-- TASK DIRECTIONS --
Searching the material below, find each line that includes the word "Inputs", and copy it.

EXTRACTED INFORMATION below:

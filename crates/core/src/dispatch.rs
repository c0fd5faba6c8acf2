//! Output compilation: one syntax tree per requested output, chosen by kind.

use rayon::prelude::*;
use std::sync::Arc;
use tracing::debug;

use crate::ast::TsModule;
use crate::error::Result;
use crate::record::{AstSlot, ConfigRead, Output, OutputKind};

/// Builds the syntax tree for one output from the finished graph.
///
/// Synthesizers see the record read-only; the dispatcher alone writes the
/// result into the output being processed.
pub trait Synthesizer: Send + Sync {
    /// The syntax tree for `output`.
    fn synthesize(&self, record: &ConfigRead, output: &Output) -> Result<TsModule>;
}

impl<F> Synthesizer for F
where
    F: Fn(&ConfigRead, &Output) -> Result<TsModule> + Send + Sync,
{
    fn synthesize(&self, record: &ConfigRead, output: &Output) -> Result<TsModule> {
        self(record, output)
    }
}

/// Routes each output to the synthesizer for its kind.
#[derive(Clone)]
pub struct Dispatcher {
    request: Arc<dyn Synthesizer>,
    typings: Arc<dyn Synthesizer>,
}

impl Dispatcher {
    /// A dispatcher routing `request` and `typings` outputs to the given synthesizers.
    pub fn new(request: Arc<dyn Synthesizer>, typings: Arc<dyn Synthesizer>) -> Self {
        Self { request, typings }
    }

    /// The AST slot value for `output`. Unknown kinds are [`AstSlot::Unhandled`].
    pub fn dispatch(&self, record: &ConfigRead, output: &Output) -> Result<AstSlot> {
        match &output.kind {
            OutputKind::Request => self.request.synthesize(record, output).map(AstSlot::Request),
            OutputKind::Typings => self.typings.synthesize(record, output).map(AstSlot::Typings),
            OutputKind::Other(tag) => {
                debug!(kind = %tag, path = %output.path.display(), "No synthesizer for output kind, skipping.");
                Ok(AstSlot::Unhandled)
            }
        }
    }

    /// Compiles every output in order.
    pub fn compile(&self, mut record: ConfigRead) -> Result<ConfigRead> {
        for index in 0..record.outputs.len() {
            let slot = self.dispatch(&record, &record.outputs[index])?;
            record.outputs[index].set_ast(slot);
        }
        Ok(record)
    }

    /// Same result as [`compile`](Self::compile), with the trees built on the
    /// rayon pool and assigned back in output order.
    pub fn compile_parallel(&self, mut record: ConfigRead) -> Result<ConfigRead> {
        let slots = record
            .outputs
            .par_iter()
            .map(|output| self.dispatch(&record, output))
            .collect::<Result<Vec<_>>>()?;

        for (output, slot) in record.outputs.iter_mut().zip(slots) {
            output.set_ast(slot);
        }
        Ok(record)
    }
}

impl std::fmt::Debug for Dispatcher {
    fn fmt(&self, f: &mut std::fmt::Formatter<'_>) -> std::fmt::Result {
        f.debug_struct("Dispatcher").finish_non_exhaustive()
    }
}

#[cfg(test)]
#[allow(clippy::unwrap_used)]
mod tests {
    use super::*;
    use crate::config::{Config, Inputs};
    use crate::error::Error;

    fn tagged(label: &'static str) -> Arc<dyn Synthesizer> {
        Arc::new(move |record: &ConfigRead, output: &Output| -> Result<TsModule> {
            Ok(TsModule {
                header: vec![
                    label.to_string(),
                    output.path.display().to_string(),
                    record.graphs.functions.len().to_string(),
                ],
                ..TsModule::default()
            })
        })
    }

    fn record(outputs: Vec<Output>) -> ConfigRead {
        ConfigRead::new(Inputs::Uri("spec.json".into()), Config::default(), outputs)
    }

    fn dispatcher() -> Dispatcher {
        Dispatcher::new(tagged("request"), tagged("typings"))
    }

    #[test]
    fn test_every_known_output_gets_its_tree() {
        let compiled = dispatcher()
            .compile(record(vec![
                Output::new("request", "api.ts"),
                Output::new("graphql-operation", "ops.graphql"),
                Output::new("typings", "api.d.ts"),
            ]))
            .unwrap();

        assert_eq!(compiled.outputs.len(), 3);
        assert!(matches!(compiled.outputs[0].ast_slot(), AstSlot::Request(m) if m.header[0] == "request"));
        assert_eq!(compiled.outputs[1].ast_slot(), &AstSlot::Unhandled);
        assert!(compiled.outputs[1].ast().is_none());
        assert!(matches!(compiled.outputs[2].ast_slot(), AstSlot::Typings(m) if m.header[1] == "api.d.ts"));
    }

    #[test]
    fn test_no_outputs_is_a_no_op() {
        let compiled = dispatcher().compile(record(Vec::new())).unwrap();
        assert!(compiled.outputs.is_empty());
        assert!(compiled.graphs.is_empty());
    }

    #[test]
    fn test_parallel_matches_sequential() {
        let outputs: Vec<Output> = (0..16)
            .map(|i| {
                let kind = match i % 3 {
                    0 => "request",
                    1 => "typings",
                    _ => "other",
                };
                Output::new(kind, format!("out/{i}.ts"))
            })
            .collect();

        let sequential = dispatcher().compile(record(outputs.clone())).unwrap();
        let parallel = dispatcher().compile_parallel(record(outputs)).unwrap();
        assert_eq!(sequential, parallel);
    }

    #[test]
    fn test_synthesizer_failure_propagates() {
        let failing: Arc<dyn Synthesizer> = Arc::new(|_: &ConfigRead, _: &Output| -> Result<TsModule> {
            Err(Error::Serialize("cannot synthesize".into()))
        });
        let dispatcher = Dispatcher::new(tagged("request"), failing);
        let err = dispatcher
            .compile(record(vec![Output::new("typings", "api.d.ts")]))
            .unwrap_err();
        assert!(matches!(err, Error::Serialize(_)));
    }
}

End of EXTRACTED INFORMATION.

-- REPLY TO THE TASK --
    use crate::config::{Config, Inputs};
        ConfigRead::new(Inputs::Uri("spec.json".into()), Config::default(), outputs)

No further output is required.